Sampling is a method of randomly selecting data from a population set, which will give a result that will be close or similar to the result that the whole population set would’ve given. The difference between the two results is called sample error. The best way to avoid sample error is to not derive a sample and instead look at the whole population set.

Probability Sampling

In the probability sampling method, every individual from the population has a chance of being selected as part of the sample. It will help give a result that is more indicative of the whole group.

Here are the types of probability sampling:

1. Simple random method

In the simple random method, every individual from the group has an equal chance of being selected in the sample. For example, when rolling a dice, the chance of number four being the result is 1/6 – i.e., one out of six possibilities.

2. Systematic method

In the systematic method, individuals are assigned numbers, and they are selected based on the numbers at regular intervals. For example, employees of a company are lined up in the order of the alphabet, and every 10th person is selected starting from the 6th employee. It means the 6th, 16th, 26th, 36th, and so on are selected.

3. Stratified method

Individuals in the stratified technique are divided into strata or subgroups based on certain criteria like gender, age, income, or profession. The stratified method ensures that there is representation from each of the subgroups in the sample.

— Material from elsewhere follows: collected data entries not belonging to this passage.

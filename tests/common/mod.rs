// 该文件是 Yebing （叶病识别） 项目的一部分。
// tests/common/mod.rs - 集成测试公用桩模型与样例图像
//
// 本文件根据 Apache 许可证第 2.0 版（以下简称“许可证”）授权使用；
// 除非遵守该许可证条款，否则您不得使用本文件。
// 您可通过以下网址获取许可证副本：
// http://www.apache.org/licenses/LICENSE-2.0
// 除非适用法律要求或书面同意，根据本许可协议分发的软件均按“原样”提供，
// 不附带任何形式的明示或暗示的保证或条件。
// 有关许可权限与限制的具体条款，请参阅本许可协议。
//
// Copyright (C) 2026 Johann Li <me@qinka.pro>, Wareless Group

#![allow(dead_code)]

use std::{
  io::Cursor,
  path::Path,
  sync::{
    Arc,
    atomic::{AtomicUsize, Ordering},
  },
};

use image::{ImageFormat, Rgb, RgbImage};
use yebing::{
  Classifier,
  model::{Model, ModelAssets, ModelLoader, ModelRuntime, ModelSpec},
  postprocess::OutputKind,
  tensor::{ElementType, InputTensor},
};

pub const STUB_MODEL_BYTES: &[u8] = b"yebing-stub-model";

pub struct StubModel {
  spec: ModelSpec,
  output: Vec<f32>,
}

impl Model for StubModel {
  type Error = String;

  fn spec(&self) -> &ModelSpec {
    &self.spec
  }

  fn infer(&self, input: &InputTensor) -> Result<Vec<f32>, Self::Error> {
    if input.len() != self.spec.input_len() {
      return Err(format!("unexpected input length {}", input.len()));
    }
    Ok(self.output.clone())
  }
}

/// 只接受内容为 [`STUB_MODEL_BYTES`] 的模型文件，每次推理返回固定输出
#[derive(Clone)]
pub struct StubLoader {
  pub spec: ModelSpec,
  pub output: Vec<f32>,
  pub loads: Arc<AtomicUsize>,
}

impl StubLoader {
  pub fn new(spec: ModelSpec, output: Vec<f32>) -> Self {
    Self {
      spec,
      output,
      loads: Arc::new(AtomicUsize::new(0)),
    }
  }

  pub fn load_count(&self) -> usize {
    self.loads.load(Ordering::SeqCst)
  }
}

impl ModelLoader for StubLoader {
  type Model = StubModel;
  type Error = String;

  fn load_model(&self, path: &Path) -> Result<Self::Model, Self::Error> {
    let bytes = std::fs::read(path).map_err(|e| e.to_string())?;
    if bytes != STUB_MODEL_BYTES {
      return Err("not a model file".to_string());
    }
    self.loads.fetch_add(1, Ordering::SeqCst);
    Ok(StubModel {
      spec: self.spec.clone(),
      output: self.output.clone(),
    })
  }
}

pub fn nhwc_spec(height: usize, width: usize, classes: usize, element_type: ElementType) -> ModelSpec {
  ModelSpec::from_dims(
    &[1, height, width, 3],
    element_type,
    &[1, classes],
    OutputKind::Auto,
  )
  .unwrap()
}

/// 在目录中写入模型与标签文件
pub fn write_assets(dir: &Path, labels: &[&str]) -> ModelAssets {
  let model = dir.join("leaf.onnx");
  let label_path = dir.join("labels.txt");
  std::fs::write(&model, STUB_MODEL_BYTES).unwrap();
  std::fs::write(&label_path, labels.join("\n")).unwrap();
  ModelAssets::new(model, label_path)
}

pub fn missing_assets(dir: &Path) -> ModelAssets {
  ModelAssets::new(dir.join("leaf.onnx"), dir.join("labels.txt"))
}

pub fn classifier(loader: StubLoader, assets: ModelAssets) -> Classifier<StubLoader> {
  Classifier::new(ModelRuntime::new(loader, assets))
}

fn leaf_image(width: u32, height: u32) -> RgbImage {
  RgbImage::from_fn(width, height, |x, y| {
    Rgb([(x * 7 % 256) as u8, 120 + (y % 100) as u8, ((x + y) % 64) as u8])
  })
}

pub fn encode(width: u32, height: u32, format: ImageFormat) -> Vec<u8> {
  let mut out = Cursor::new(Vec::new());
  leaf_image(width, height).write_to(&mut out, format).unwrap();
  out.into_inner()
}

pub fn png_bytes(width: u32, height: u32) -> Vec<u8> {
  encode(width, height, ImageFormat::Png)
}

pub fn jpeg_bytes(width: u32, height: u32) -> Vec<u8> {
  encode(width, height, ImageFormat::Jpeg)
}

For example, if there are 100 female employees and 50 male employees and the company wants to find out the gender ratio, the company will divide the employees into two subgroups based on gender. Then, they can select around 50 female and 25 male employees from the strata.

4. Cluster method

Like the stratified method, the cluster technique involves dividing the group into subgroups. The only difference is that in the stratified technique, the whole subgroup is selected at random. For example, suppose there are several offices around the country with a similar number of employees in each office. Instead of going to each office, only 3-4 offices are selected randomly to get the desired results.

Types of Sampling

Non-Probability Sampling

Unlike the probability method, under this method, random selection is not performed, which means not all individuals can be selected.

Here are the types of non-probability sampling:

1. Convenience method

In the convenience method, individuals who are readily available to the researcher are part of the sample. The technique is an easy, quick, and cheaper way of obtaining data. For example, a professor could ask students to complete a survey right after the lecture, as it is the most convenient way to gather information from all attendees.

2. Voluntary sampling method

In the voluntary sampling method, people volunteer to participate in the survey instead of the researcher selecting the participants. For example, a news reporter asked viewers to go to the news channel website and fill out an online survey.

3. Purposive method

In the purposive method, the researcher selects respondents who are specific to the topic of research. For example, a researcher wants to know how the university treats disabled students, so they only select students with disabilities to fill out the survey.

4. Snowball method

The snowball method is used when finding respondents is difficult. In this case, one respondent helps the researcher to get in touch with more individuals who can help in the survey. For example, if the researcher needs to find out the issues that homeless people undergo, they find one individual who can put them in touch with several other homeless people.

Pros of Sampling

  • If the researcher were to collect data for the entire population, the cost would be significantly high. Sampling helps the researcher by reducing the associated costs with the process.
  • When the results need to be obtained faster, looking at the whole population set may not be attainable. Hence, sampling can help to get an approximate result in a shorter period of time.

Cons of Sampling

  • The researcher can be biased in selecting a sample depending on the thinking of the researcher, which will skew results.
  • Selecting a proper sample from a population set can be a difficult task. It can break the whole process if the wrong sample data is selected from the population.